Ahora que se
especula con el regreso de Juan Carlos I tras su poco edificante y
lujoso autoexilio en Abu Dabi cabe pensar que, en caso de
materializarse, se producirá una polarización de la opinión
pública en torno a su figura. Por un lado, quienes reprochan al rey
emérito una conducta poco ejemplar amparada en la inviolabilidad
legal que le blinda se sentirán corneados al verle llegar a España
tan campante, como si sus avatares legales y fiscales, dejando a un
lado su perfil libidinoso, hubieran constituido una pelusilla que
alguien se sacude de la pechera.
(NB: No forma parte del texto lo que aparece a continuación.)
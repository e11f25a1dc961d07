//! Firearm FSM tests (driven tick by tick against SandboxWorld).

use std::sync::Arc;

use super::*;
use crate::ammo::count_ammo;
use crate::host::{FormResponse, PropertyValue, WorldEvent};
use crate::item::Wielded;
use crate::test_rig::Rig;

const MAG_SLOT: usize = 9;
const AMMO_SLOT: usize = 10;

fn armed(tuning: FirearmTuning, spare: u32) -> (Rig, Firearm) {
    let mut rig = Rig::new();
    rig.give(0, ItemSnapshot::new(tuning.item_type_id.as_str()));
    rig.give(
        MAG_SLOT,
        ItemSnapshot::new(tuning.magazine_type.as_str()).with_durability(0, tuning.magazine_capacity),
    );
    if spare > 0 {
        rig.give(AMMO_SLOT, ItemSnapshot::stack(tuning.ammo_type.as_str(), spare));
    }
    let pickup = tuning.pickup_ticks as usize;
    let mut gun = Firearm::new(&rig.binding(0), Arc::new(tuning), 0);
    rig.ticks(&mut gun, pickup);
    assert_eq!(gun.state(), FirearmState::Idle);
    (rig, gun)
}

fn expended(rig: &Rig) -> u32 {
    rig.world
        .item(rig.player, MAG_SLOT)
        .and_then(|m| m.durability)
        .map_or(0, |d| d.damage)
}

#[test]
fn test_pickup_blocks_use() {
    let mut rig = Rig::new();
    rig.give(0, ItemSnapshot::new("arsenal:carbine"));
    let gun = Firearm::new(&rig.binding(0), Arc::new(FirearmTuning::carbine()), 0);

    assert!(matches!(gun.state(), FirearmState::Pickup { ticks_left: 8 }));
    assert!(!gun.is_usable(&rig.ctx()));
}

#[test]
fn test_twenty_shots_then_single_reload_attempt() {
    let (mut rig, mut gun) = armed(FirearmTuning::carbine(), 60);

    gun.on_start_use(&mut rig.ctx()).unwrap();
    rig.ticks(&mut gun, 60);

    assert_eq!(gun.shots_fired(), 20);
    assert_eq!(gun.state(), FirearmState::Idle);
    assert_eq!(gun.magazine().unwrap().remaining(), 0);
    assert_eq!(expended(&rig), 20);
    assert_eq!(gun.reload_attempts(), 0);
    assert_eq!(
        rig.world.count(|e| matches!(e, WorldEvent::Spawned { kind, .. } if kind == "arsenal:bullet")),
        20
    );

    // 21-й start-use: ровно одна попытка перезарядки, без выстрела
    gun.on_stop_use(&mut rig.ctx()).unwrap();
    gun.on_start_use(&mut rig.ctx()).unwrap();
    assert_eq!(gun.reload_attempts(), 1);
    assert_eq!(gun.shots_fired(), 20);
    assert!(matches!(gun.state(), FirearmState::Reload { tactical: false, .. }));

    rig.ticks(&mut gun, 40);
    assert_eq!(gun.state(), FirearmState::Idle);
    assert_eq!(gun.magazine().unwrap().remaining(), 20);
    assert_eq!(expended(&rig), 0);
    assert_eq!(count_ammo(&rig.world, rig.player, "arsenal:rifle_round"), 40);
    assert_eq!(rig.world.sounds("arsenal.carbine.mag_in"), 1);
    assert_eq!(gun.reload_attempts(), 1);
}

#[test]
fn test_partial_magazine_swing_is_tactical() {
    let (mut rig, mut gun) = armed(FirearmTuning::carbine(), 60);

    gun.on_start_use(&mut rig.ctx()).unwrap();
    gun.on_stop_use(&mut rig.ctx()).unwrap();
    rig.ticks(&mut gun, 2);
    assert_eq!(gun.shots_fired(), 1);
    assert_eq!(gun.state(), FirearmState::Idle);

    gun.on_swing(&mut rig.ctx()).unwrap();
    assert!(matches!(gun.state(), FirearmState::Reload { tactical: true, .. }));

    let tactical = FirearmTuning::carbine().tactical_reload.duration as usize;
    rig.ticks(&mut gun, tactical);
    assert_eq!(gun.state(), FirearmState::Idle);
    assert_eq!(gun.magazine().unwrap().remaining(), 20);
    assert_eq!(count_ammo(&rig.world, rig.player, "arsenal:rifle_round"), 59);
}

#[test]
fn test_full_magazine_swing_does_nothing() {
    let (mut rig, mut gun) = armed(FirearmTuning::carbine(), 60);
    gun.on_swing(&mut rig.ctx()).unwrap();
    assert_eq!(gun.state(), FirearmState::Idle);
    assert_eq!(gun.reload_attempts(), 0);
}

#[test]
fn test_reload_aborts_when_magazine_pulled() {
    let (mut rig, mut gun) = armed(FirearmTuning::carbine(), 60);
    gun.on_start_use(&mut rig.ctx()).unwrap();
    gun.on_stop_use(&mut rig.ctx()).unwrap();
    rig.ticks(&mut gun, 2);
    gun.on_swing(&mut rig.ctx()).unwrap();
    rig.ticks(&mut gun, 5);

    rig.world.take(rig.player, MAG_SLOT);
    rig.tick(&mut gun).unwrap();

    assert_eq!(gun.state(), FirearmState::Idle);
    assert_eq!(rig.world.cooldown(rig.player, "arsenal:carbine_a"), 0);
    assert_eq!(rig.world.cooldown(rig.player, "arsenal:carbine_b"), 0);
    assert_eq!(count_ammo(&rig.world, rig.player, "arsenal:rifle_round"), 60);

    // Магазина нет - следующий start-use только щёлкает
    rig.tick(&mut gun).unwrap();
    assert!(gun.magazine().is_none());
    gun.on_start_use(&mut rig.ctx()).unwrap();
    assert_eq!(gun.shots_fired(), 1);
    assert!(rig
        .world
        .journal()
        .iter()
        .any(|e| matches!(e, WorldEvent::Status { text, .. } if text == "Carbine: no magazine")));
}

#[test]
fn test_reload_aborts_when_ammo_runs_out() {
    let (mut rig, mut gun) = armed(FirearmTuning::carbine(), 10);
    rig.give(
        MAG_SLOT,
        ItemSnapshot::new("arsenal:carbine_magazine").with_durability(20, 20),
    );

    // Пустой магазин + start-use → полная перезарядка
    gun.on_start_use(&mut rig.ctx()).unwrap();
    gun.on_stop_use(&mut rig.ctx()).unwrap();
    assert_eq!(gun.state(), FirearmState::Reload { tick: 0, tactical: false });
    rig.ticks(&mut gun, 5);
    assert!(rig.world.cooldown(rig.player, "arsenal:carbine_a") > 0);

    // Патроны ушли из инвентаря до load tick
    rig.world.take(rig.player, AMMO_SLOT);
    rig.tick(&mut gun).unwrap();

    assert_eq!(gun.state(), FirearmState::Idle);
    assert_eq!(rig.world.cooldown(rig.player, "arsenal:carbine_a"), 0);
    assert_eq!(rig.world.cooldown(rig.player, "arsenal:carbine_b"), 0);
    assert_eq!(expended(&rig), 20);
    assert_eq!(rig.world.sounds("arsenal.carbine.mag_in"), 0);
    assert_eq!(count_ammo(&rig.world, rig.player, "arsenal:rifle_round"), 0);
}

#[test]
fn test_magazine_of_wrong_capacity_is_ignored() {
    let mut rig = Rig::new();
    rig.give(0, ItemSnapshot::new("arsenal:carbine"));
    rig.give(
        MAG_SLOT,
        ItemSnapshot::new("arsenal:carbine_magazine").with_durability(0, 30),
    );
    let mut gun = Firearm::new(&rig.binding(0), Arc::new(FirearmTuning::carbine()), 0);
    rig.ticks(&mut gun, 8);

    gun.on_start_use(&mut rig.ctx()).unwrap();
    rig.ticks(&mut gun, 5);

    assert!(gun.magazine().is_none());
    assert_eq!(gun.shots_fired(), 0);
    assert_eq!(gun.state(), FirearmState::Idle);
    assert!(rig
        .world
        .journal()
        .iter()
        .any(|e| matches!(e, WorldEvent::Status { text, .. } if text == "Carbine: no magazine")));
}

#[test]
fn test_empty_without_spare_clicks() {
    let (mut rig, mut gun) = armed(FirearmTuning::carbine(), 0);
    rig.give(
        MAG_SLOT,
        ItemSnapshot::new("arsenal:carbine_magazine").with_durability(20, 20),
    );

    gun.on_start_use(&mut rig.ctx()).unwrap();
    assert_eq!(gun.state(), FirearmState::Idle);
    assert_eq!(gun.reload_attempts(), 0);
    assert_eq!(rig.world.sounds("arsenal.generic.dry_fire"), 1);
}

#[test]
fn test_cooldown_channels_ping_pong() {
    let (mut rig, mut gun) = armed(FirearmTuning::carbine(), 0);
    gun.on_start_use(&mut rig.ctx()).unwrap();
    rig.ticks(&mut gun, 4);
    assert_eq!(gun.shots_fired(), 3);

    let armed_channels: Vec<String> = rig
        .world
        .journal()
        .iter()
        .filter_map(|e| match e {
            WorldEvent::Cooldown { category, ticks, .. } if *ticks > 0 => Some(category.clone()),
            _ => None,
        })
        .collect();
    assert_eq!(
        armed_channels,
        vec!["arsenal:carbine_a", "arsenal:carbine_b", "arsenal:carbine_a"]
    );
}

#[test]
fn test_bolt_action_cycles_between_shots() {
    let (mut rig, mut gun) = armed(FirearmTuning::marksman_rifle(), 10);

    gun.on_start_use(&mut rig.ctx()).unwrap();
    gun.on_stop_use(&mut rig.ctx()).unwrap();
    rig.ticks(&mut gun, 3);
    assert_eq!(gun.state(), FirearmState::BoltCycle { tick: 0 });

    // Во время цикла затвора start-use игнорируется
    gun.on_start_use(&mut rig.ctx()).unwrap();
    gun.on_stop_use(&mut rig.ctx()).unwrap();
    assert_eq!(gun.shots_fired(), 1);

    rig.ticks(&mut gun, 14);
    assert_eq!(gun.state(), FirearmState::Idle);
    assert_eq!(rig.world.sounds("arsenal.marksman.bolt_close"), 1);

    // Последний патрон - без цикла затвора
    rig.give(
        MAG_SLOT,
        ItemSnapshot::new("arsenal:marksman_magazine").with_durability(4, 5),
    );
    rig.tick(&mut gun).unwrap();
    gun.on_start_use(&mut rig.ctx()).unwrap();
    gun.on_stop_use(&mut rig.ctx()).unwrap();
    rig.ticks(&mut gun, 3);
    assert_eq!(gun.shots_fired(), 2);
    assert_eq!(gun.state(), FirearmState::Idle);
}

#[test]
fn test_semi_auto_beam_fires_once_per_press() {
    let (mut rig, mut gun) = armed(FirearmTuning::pulse_pistol(), 0);

    gun.on_start_use(&mut rig.ctx()).unwrap();
    rig.ticks(&mut gun, 12);

    assert_eq!(gun.shots_fired(), 1);
    assert_eq!(rig.dispatch.in_flight(), 1);
    assert_eq!(rig.world.sounds("arsenal.pulse.fire"), 1);
}

#[test]
fn test_suppressor_changes_fire_sound() {
    let tuning = FirearmTuning::carbine();
    let mut rig = Rig::new();
    rig.give(
        0,
        ItemSnapshot::new("arsenal:carbine").with_property(MUZZLE_KEY, PropertyValue::Text("suppressor".into())),
    );
    rig.give(MAG_SLOT, ItemSnapshot::new("arsenal:carbine_magazine").with_durability(0, 20));
    let mut gun = Firearm::new(&rig.binding(0), Arc::new(tuning), 0);
    assert_eq!(gun.attachments().muzzle.as_deref(), Some("suppressor"));

    rig.ticks(&mut gun, 8);
    gun.on_start_use(&mut rig.ctx()).unwrap();
    assert_eq!(rig.world.sounds("arsenal.carbine.fire_suppressed"), 1);
    assert_eq!(rig.world.sounds("arsenal.carbine.fire"), 0);
}

#[test]
fn test_sneak_swing_opens_bench_and_edit_invalidates_key() {
    let (mut rig, mut gun) = armed(FirearmTuning::carbine(), 0);
    rig.world.set_sneaking(rig.player, true);

    gun.on_swing(&mut rig.ctx()).unwrap();
    let tickets = rig.world.open_forms(rig.player);
    assert_eq!(tickets.len(), 1);
    assert_eq!(gun.reload_attempts(), 0);

    // Повторный жест не открывает вторую форму
    gun.on_swing(&mut rig.ctx()).unwrap();
    assert_eq!(rig.world.open_forms(rig.player).len(), 1);

    let buttons = rig.world.form_request(tickets[0]).unwrap().buttons.clone();
    let holo = buttons.iter().position(|b| b == "Sight: Holographic").unwrap();
    rig.world.answer_form(tickets[0], FormResponse::Button(holo));
    assert_eq!(rig.forms.poll(&mut rig.world).resumed, 1);

    let wielded = Wielded {
        slot: 0,
        item: rig.world.item(rig.player, 0).cloned(),
    };
    assert!(!gun.is_valid(&wielded));

    let rebuilt = Firearm::new(&rig.binding(0), Arc::new(FirearmTuning::carbine()), 0);
    assert_eq!(rebuilt.attachments().sight.as_deref(), Some("holo"));
    assert!(rebuilt.is_valid(&wielded));
}

#[test]
fn test_remove_flushes_magazine_and_zeroes_cooldowns() {
    let (mut rig, mut gun) = armed(FirearmTuning::carbine(), 0);
    gun.on_start_use(&mut rig.ctx()).unwrap();
    assert!(gun.magazine().unwrap().is_dirty());
    assert_eq!(expended(&rig), 0);

    gun.on_remove(&mut rig.ctx()).unwrap();
    assert_eq!(expended(&rig), 1);
    assert_eq!(rig.world.cooldown(rig.player, "arsenal:carbine_a"), 0);
    assert_eq!(rig.world.cooldown(rig.player, "arsenal:carbine_b"), 0);
    assert_eq!(gun.state(), FirearmState::Idle);
}

#[test]
fn test_status_text() {
    let mut rig = Rig::new();
    rig.give(0, ItemSnapshot::new("arsenal:pulse_pistol"));
    rig.give(MAG_SLOT, ItemSnapshot::new("arsenal:pulse_cell_pack").with_durability(2, 12));
    rig.give(AMMO_SLOT, ItemSnapshot::stack("arsenal:pulse_cell", 7));
    let mut gun = Firearm::new(&rig.binding(0), Arc::new(FirearmTuning::pulse_pistol()), 10);

    rig.ticks(&mut gun, 10);
    assert!(rig
        .world
        .journal()
        .iter()
        .any(|e| matches!(e, WorldEvent::Status { text, .. } if text == "Pulse pistol 10/12 [7]")));
}
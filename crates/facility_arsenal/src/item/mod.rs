//! AdvancedItem contract
//!
//! # Архитектура
//!
//! Host даёт только snapshot предмета в руке (раз в тик) + дискретные события.
//! Поверх этого `AdvancedItem` - маленькая программа с памятью:
//! - Identity: `ItemKey{slot, type_id, edit_stamp}`, сравнивается по value каждый тик
//! - Lifecycle: create → on_tick* (+ события) → on_remove (ровно один раз)
//! - Все callbacks возвращают `ItemResult<()>`, session manager решает, что делать с ошибкой
//!
//! `ItemContext` - всё, что callback может трогать за один вызов (host, RNG,
//! projectile dispatch, pending forms). Cosmetic helpers глотают ошибки host'а.

use bevy::prelude::*;
use rand::Rng;
use rand_chacha::ChaCha8Rng;

use crate::error::{ItemError, ItemResult};
use crate::forms::PendingForms;
use crate::host::{HostEntity, ItemHost, ItemSnapshot, PlayerState};
use crate::logger::{self, LogLevel};
use crate::projectile::ProjectileDispatch;

pub mod registry;

pub use registry::{ItemBinding, ItemFactory, ProfileRegistry, WeaponProfile};

// ============================================================================
// Identity
// ============================================================================

/// What the player is holding this tick.
#[derive(Clone, Debug, PartialEq)]
pub struct Wielded {
    pub slot: u8,
    pub item: Option<ItemSnapshot>,
}

/// Composite identity of a wielded item.
///
/// Предметы не имеют стабильного id: "тот же предмет" = тот же слот, тот же
/// тип и тот же edit stamp (bench/attachments бампают stamp).
#[derive(Clone, Debug, PartialEq, Eq, Hash)]
pub struct ItemKey {
    pub slot: u8,
    pub type_id: String,
    pub edit_stamp: Option<i64>,
}

impl ItemKey {
    pub fn of(slot: u8, item: &ItemSnapshot) -> Self {
        Self {
            slot,
            type_id: item.type_id.clone(),
            edit_stamp: item.edit_stamp(),
        }
    }

    pub fn matches(&self, wielded: &Wielded) -> bool {
        match &wielded.item {
            Some(item) => *self == ItemKey::of(wielded.slot, item),
            None => false,
        }
    }
}

// ============================================================================
// ItemContext
// ============================================================================

/// Everything one callback may touch.
pub struct ItemContext<'a> {
    pub host: &'a mut dyn ItemHost,
    pub rng: &'a mut ChaCha8Rng,
    pub dispatch: &'a mut ProjectileDispatch,
    pub forms: &'a mut PendingForms,
    pub player: HostEntity,
    pub tick: u64,
}

impl<'a> ItemContext<'a> {
    pub fn player_state(&self) -> ItemResult<PlayerState> {
        self.host
            .player_state(self.player)
            .ok_or(ItemError::PlayerGone(self.player))
    }

    /// Sound at the player's eyes.
    pub fn play_sound(&mut self, sound: &str) {
        let at = self
            .host
            .player_state(self.player)
            .map(|s| s.eye_location())
            .unwrap_or(Vec3::ZERO);
        self.play_sound_at(sound, at);
    }

    pub fn play_sound_at(&mut self, sound: &str, at: Vec3) {
        if let Err(err) = self.host.play_sound(sound, at) {
            swallowed("sound", sound, &err);
        }
    }

    pub fn particle(&mut self, particle: &str, at: Vec3) {
        if let Err(err) = self.host.spawn_particle(particle, at) {
            swallowed("particle", particle, &err);
        }
    }

    pub fn shake(&mut self, intensity: f32, seconds: f32) {
        if let Err(err) = self.host.camera_shake(self.player, intensity, seconds) {
            swallowed("shake", "camera", &err);
        }
    }

    pub fn status(&mut self, text: &str) {
        if let Err(err) = self.host.show_status(self.player, text) {
            swallowed("status", text, &err);
        }
    }

    pub fn cooldown(&mut self, category: &str, ticks: u32) {
        if let Err(err) = self.host.set_cooldown(self.player, category, ticks) {
            swallowed("cooldown", category, &err);
        }
    }

    /// Bernoulli roll on the deterministic RNG.
    pub fn roll(&mut self, chance: f32) -> bool {
        chance > 0.0 && self.rng.gen::<f32>() < chance
    }
}

fn swallowed(kind: &str, what: &str, err: &dyn std::fmt::Display) {
    logger::log_with_level(
        LogLevel::Debug,
        &format!("🔇 {} `{}` dropped: {}", kind, what, err),
    );
}

// ============================================================================
// AdvancedItem
// ============================================================================

/// Stateful behavior of one wielded item.
///
/// Session manager гарантирует:
/// - `on_start_use` / `on_stop_use` строго чередуются
/// - `on_remove` вызывается ровно один раз, после него instance дропается
pub trait AdvancedItem: Send + Sync {
    /// Identity captured at construction.
    fn key(&self) -> &ItemKey;

    /// Still the same item in hand?
    fn is_valid(&self, wielded: &Wielded) -> bool {
        self.key().matches(wielded)
    }

    /// Start-use is dropped when this is false.
    fn is_usable(&self, _ctx: &ItemContext) -> bool {
        true
    }

    /// Advance exactly one tick.
    fn on_tick(&mut self, ctx: &mut ItemContext, snapshot: &ItemSnapshot) -> ItemResult<()>;

    fn on_start_use(&mut self, _ctx: &mut ItemContext) -> ItemResult<()> {
        Ok(())
    }

    fn on_stop_use(&mut self, _ctx: &mut ItemContext) -> ItemResult<()> {
        Ok(())
    }

    fn on_swing(&mut self, _ctx: &mut ItemContext) -> ItemResult<()> {
        Ok(())
    }

    fn on_hit_entity(&mut self, _ctx: &mut ItemContext, _target: HostEntity) -> ItemResult<()> {
        Ok(())
    }

    fn on_hit_block(&mut self, _ctx: &mut ItemContext, _block: IVec3) -> ItemResult<()> {
        Ok(())
    }

    /// Cleanup: release held targets, zero cooldowns.
    fn on_remove(&mut self, _ctx: &mut ItemContext) -> ItemResult<()> {
        Ok(())
    }

    /// Short name for logs.
    fn label(&self) -> String {
        self.key().type_id.clone()
    }
}
//! Durability ledger
//!
//! Урон по прочности копится в ledger, а не пишется на каждый удар:
//! - settle на Idle тике → одна запись предмета
//! - cost-exempt режим (creative/spectator) → ledger сбрасывается без записи

use crate::error::{ItemError, ItemResult};
use crate::host::{HostEntity, ItemHost};

#[derive(Clone, Copy, Debug, PartialEq, Eq)]
pub enum Settlement {
    Nothing,
    /// Cost-exempt game mode
    Discarded(u32),
    Written { cost: u32, exhausted: bool },
}

#[derive(Clone, Debug, Default, PartialEq, Eq)]
pub struct DurabilityLedger {
    pending: u32,
}

impl DurabilityLedger {
    pub fn add(&mut self, cost: u32) {
        self.pending = self.pending.saturating_add(cost);
    }

    pub fn pending(&self) -> u32 {
        self.pending
    }

    /// Write pending cost onto the item in `slot`; the ledger is zeroed either way.
    pub fn settle(
        &mut self,
        host: &mut dyn ItemHost,
        player: HostEntity,
        slot: usize,
        type_id: &str,
    ) -> ItemResult<Settlement> {
        if self.pending == 0 {
            return Ok(Settlement::Nothing);
        }
        let cost = std::mem::take(&mut self.pending);

        let state = host.player_state(player).ok_or(ItemError::PlayerGone(player))?;
        if state.game_mode.is_cost_exempt() {
            return Ok(Settlement::Discarded(cost));
        }

        let mut item = host
            .inventory_item(player, slot)
            .filter(|item| item.type_id == type_id)
            .ok_or_else(|| ItemError::StaleHandle(format!("{} left slot {}", type_id, slot)))?;
        let durability = item
            .durability
            .as_mut()
            .ok_or_else(|| ItemError::missing(type_id, "durability"))?;
        durability.damage = (durability.damage + cost).min(durability.max);
        let exhausted = durability.is_exhausted();

        host.set_inventory_item(player, slot, Some(item))?;
        Ok(Settlement::Written { cost, exhausted })
    }
}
De la otra parte, podemos contar con
que un sector escaso en número pero muy influyente nos cantará las
bondades de su reinado y nos recordará la enorme deuda contraída
con su persona como garante de la estabilidad en un país
históricamente poco propenso a ella.
Ese sector que se
empeñará en que veamos la botella medio llena estará en gran
medida conformado por quienes durante su reinado promovieron una
visión idealizada del monarca: un hombre sencillo, afable, cercano,
con don de gentes y profundos valores democráticos, al frente de una
institución moderna y austera. Una figura ejemplar que encarnaba los
valores de la España actual para la cual ejercía de inmejorable
embajador en el mundo. En tan alta estima parecían tenerle que era
como si invitaran a la sociedad española a pellizcarse por la suerte
que había tenido de que un personaje así hubiera acabado encarnando
y protagonizando un episodio tan sensible y delicado de la historia
reciente del país.
Loas y panegíricos
que serán emitidos por esas mismas fuentes que durante las décadas
que duró su reinado silenciaron y ocultaron a los españoles
cualquier detalle ocurrido en la trastienda de la casa real y
alrededores que pudiera contradecir o entrar en conflicto con la
visión edulcorada promovida en torno a la figura del monarca:
grandes empresarios, influyentes periodistas, destacados políticos,
escogidos miembros de la judicatura. Esos mismos que conforman el
cogollo del poder, a quienes cabe imaginar intercambiando codazos y
sonrisas de complicidad cada vez que en sus conversaciones privadas
emergían detalles acerca de la verdadera conducta del monarca, como
si estar en el secreto de la hipocresía que envolvía a su persona
reafirmara su pertenencia a la élite.
A una élite con muy
pocos escrúpulos, cabría añadir, pues en buena medida sus nombres
y apellidos coincidían con los grandes beneficiarios del sistema
ensamblado a raíz de la modélica transición española, en muchos
casos provenientes del franquismo como era el caso del propio rey. La
misma transición, sí, que había asombrado al mundo por su
efectividad y había disipado los peores augurios sobre el futuro del
país. Esa gente es tan responsable como el propio monarca, o más,
de su tachable comportamiento, al envolverle de una impunidad para la
que, a fin de no aprovecharse, hay que tener unos estándares éticos
de los que Juan Carlos I, es obvio, carece.
Empresarios,
periodistas, políticos, que al mirarse en el espejo del jefe del
estado no recibían esa imagen idílica que ellos mismos contribuían
a proyectar sobre el grueso de la sociedad española, sino la de un
ser de carne y hueso con las taras propias de quien ha crecido en un
entorno de privilegio sin jamás tener que rendir cuentas por sus
propios actos. Debe tener que ser incómodo para un destacado miembro
de la élite española que el jefe del estado le devuelva una imagen
inmaculada. Mucho más aprovechable la de un granuja, no ya por ese
as chantajista que le otorga en caso de que las cosas se tuerzan sino
porque le evita remordimientos en caso de sentir la tentación de
obviar la legalidad. Más bien, al contrario, casi le hace sentir un
ingenuo, alguien un poco tonto, si no se anima a ello.